Importing Excel into a PostgreSQL Database with Python

Published on

The openpyxl and psycopg2 Python libraries can be used together to effectively handle the transfer of data from a tabular format in Excel to a relational database in PostgreSQL.

Openpyxl will be used to manipulate the Excel workbook. Specifically, and starting from the location of the xlsx file, we will use it to open the workbook and load the active worksheet into a variable. With this variable we can obtain both the column headings and the data of the rest of the rows of the table.

On the other hand, the psycopg2 library allows us to create a connection to our PostgreSQL database and execute queries through an object called cursor. We can write the queries in strings and execute them using the ‘execute’ or ‘executemany’ functions in case we have a parameterized query. To make the changes in the database persistent, we will end up using the ‘commit’ method. Thus, we can go to our database manager and perform a simple query to verify that the data has been loaded correctly.

This is the general approach, next we will see step by step how to develop this idea. However, before starting I would like to thank Vicente Antonio Juan Magallanes, because his series “El Desafío Todo en Uno” laid the foundations for the creation of this article. I encourage you to visit his blog, where you will find a wide variety of interesting resources related to data analysis.

Importing Libraries

Before importing the psycopg2 and openpyxl libraries, it is necessary to install them using pip install psycopg2 and pip install openpyxl in the command prompt. If you already have them installed, you can import them directly.

# Import libraries
import psycopg2
import openpyxl

Create Database Connection and Cursor Object

Once this is done, we need to establish a connection to our database and create a cursor object that will allow us to execute SQL commands in Python.

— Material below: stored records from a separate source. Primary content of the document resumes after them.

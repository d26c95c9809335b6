//! Numeric coercion and rounding shared by the number validators.

use cellcheck_core::{CellValue, ConfigurationError, LocaleProfile, Number, ParseError, parse_number};
use serde::{Deserialize, Serialize};

/// Largest supported number of rounding digits (f64 has ~15 significant digits).
pub const MAX_DIGITS: u32 = 15;

/// Tie-break rule used when rounding.
#[derive(Debug, Clone, Copy, PartialEq, Eq, Default, Serialize, Deserialize)]
#[serde(rename_all = "snake_case")]
pub enum RoundingMode {
    /// 2.5 → 3, -2.5 → -3
    #[default]
    HalfAwayFromZero,
    /// 2.5 → 2, 3.5 → 4
    HalfEven,
}

impl RoundingMode {
    /// Rounds `value` to `digits` decimal places.
    pub fn round(self, value: f64, digits: u32) -> f64 {
        let factor = 10f64.powi(digits as i32);
        let scaled = value * factor;
        let rounded = match self {
            RoundingMode::HalfAwayFromZero => scaled.round(),
            RoundingMode::HalfEven => scaled.round_ties_even(),
        };
        rounded / factor
    }
}

/// Validates a configured number of rounding digits.
pub fn check_digits(digits: i32) -> Result<u32, ConfigurationError> {
    u32::try_from(digits)
        .ok()
        .filter(|d| *d <= MAX_DIGITS)
        .ok_or(ConfigurationError::InvalidDigits {
            digits,
            max: MAX_DIGITS,
        })
}

/// Validates a tolerance parameter.
pub fn check_tolerance(name: &'static str, value: f64) -> Result<f64, ConfigurationError> {
    if value.is_finite() && value >= 0.0 {
        Ok(value)
    } else {
        Err(ConfigurationError::InvalidTolerance { name, value })
    }
}

fn wrong_kind(value: &CellValue, target: &'static str) -> ParseError {
    ParseError::WrongKind {
        kind: value.type_name(),
        value: value.to_string(),
        target,
    }
}

/// Coerces a cell to a finite number.
pub fn to_number(value: &CellValue, profile: &LocaleProfile) -> Result<Number, ParseError> {
    match value {
        CellValue::Int(i) => Ok(Number::Int(*i)),
        CellValue::Float(x) if x.is_finite() => Ok(Number::Float(*x)),
        CellValue::Text(s) => parse_number(s, profile),
        other => Err(wrong_kind(other, "number")),
    }
}

/// Coerces a cell to a finite `f64`.
pub fn to_f64(value: &CellValue, profile: &LocaleProfile) -> Result<f64, ParseError> {
    to_number(value, profile).map(Number::as_f64)
}

/// An integer view of a numeric cell.
#[derive(Debug, Clone, Copy, PartialEq)]
pub enum IntegerValue {
    /// The value is integral
    Exact(i64),
    /// A float within the rounding tolerance of an integer
    Rounded(i64),
    /// A float too far from any integer
    Fractional(f64),
}

/// Coerces a cell to an integer.
///
/// Integral floats count as exact; floats within `tolerance` of the nearest
/// integer are rounded; anything else numeric stays fractional.
pub fn to_integer(
    value: &CellValue,
    profile: &LocaleProfile,
    tolerance: f64,
) -> Result<IntegerValue, ParseError> {
    match to_number(value, profile)? {
        Number::Int(i) => Ok(IntegerValue::Exact(i)),
        Number::Float(x) => {
            let nearest = x.round();
            let in_range = nearest >= i64::MIN as f64 && nearest < i64::MAX as f64;
            if !in_range {
                Ok(IntegerValue::Fractional(x))
            } else if x.fract() == 0.0 {
                Ok(IntegerValue::Exact(nearest as i64))
            } else if (x - nearest).abs() <= tolerance {
                Ok(IntegerValue::Rounded(nearest as i64))
            } else {
                Ok(IntegerValue::Fractional(x))
            }
        }
    }
}

#[cfg(test)]
mod tests {
    use super::*;
    use pretty_assertions::assert_eq;

    #[test]
    fn test_rounding_modes() {
        assert_eq!(RoundingMode::HalfAwayFromZero.round(2.5, 0), 3.0);
        assert_eq!(RoundingMode::HalfAwayFromZero.round(-2.5, 0), -3.0);
        assert_eq!(RoundingMode::HalfEven.round(2.5, 0), 2.0);
        assert_eq!(RoundingMode::HalfEven.round(3.5, 0), 4.0);
        assert_eq!(RoundingMode::HalfAwayFromZero.round(5.123, 2), 5.12);
    }

    #[test]
    fn test_check_digits() {
        assert_eq!(check_digits(2), Ok(2));
        assert!(check_digits(-1).is_err());
        assert!(check_digits(16).is_err());
    }

    #[test]
    fn test_check_tolerance() {
        assert_eq!(check_tolerance("delta_up", 0.5), Ok(0.5));
        assert!(check_tolerance("delta_up", -0.1).is_err());
        assert!(check_tolerance("delta_up", f64::NAN).is_err());
        assert!(check_tolerance("delta_up", f64::INFINITY).is_err());
    }

    #[test]
    fn test_to_integer() {
        let profile = LocaleProfile::default();
        assert_eq!(
            to_integer(&CellValue::Float(42.0), &profile, 0.0),
            Ok(IntegerValue::Exact(42))
        );
        assert_eq!(
            to_integer(&"  1000  ".into(), &profile, 0.0),
            Ok(IntegerValue::Exact(1000))
        );
        assert_eq!(
            to_integer(&CellValue::Float(41.9999), &profile, 0.001),
            Ok(IntegerValue::Rounded(42))
        );
        assert_eq!(
            to_integer(&CellValue::Float(41.5), &profile, 0.001),
            Ok(IntegerValue::Fractional(41.5))
        );
        assert!(to_integer(&CellValue::Bool(true), &profile, 0.0).is_err());
        assert!(to_integer(&"abc".into(), &profile, 0.0).is_err());
    }

    #[test]
    fn test_to_f64_rejects_non_finite() {
        let profile = LocaleProfile::default();
        assert!(to_f64(&CellValue::Float(f64::NAN), &profile).is_err());
        assert!(to_f64(&CellValue::Empty, &profile).is_err());
        assert_eq!(to_f64(&"1,234.5".into(), &profile), Ok(1234.5));
    }
}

For the connection, we use the ‘connect’ function, which creates a session in the database and returns an instance of the ‘connection’ class that we will use later for the cursor. However, this function requires several parameters:

  • Database: Refers to the name of the database to which we want to connect, which must already exist.
  • User: The username used to authenticate ourselves in the database. In PostgreSQL, the default user is ‘postgres’.
  • Password: The password for authentication in the database.
  • Host: The address of the database host. The value ‘localhost’ means that the database is located on the same machine.
  • Port: The PostgreSQL port number, which defaults to 5432.

With the connection established, we can create the cursor object using the ‘cursor()’ method.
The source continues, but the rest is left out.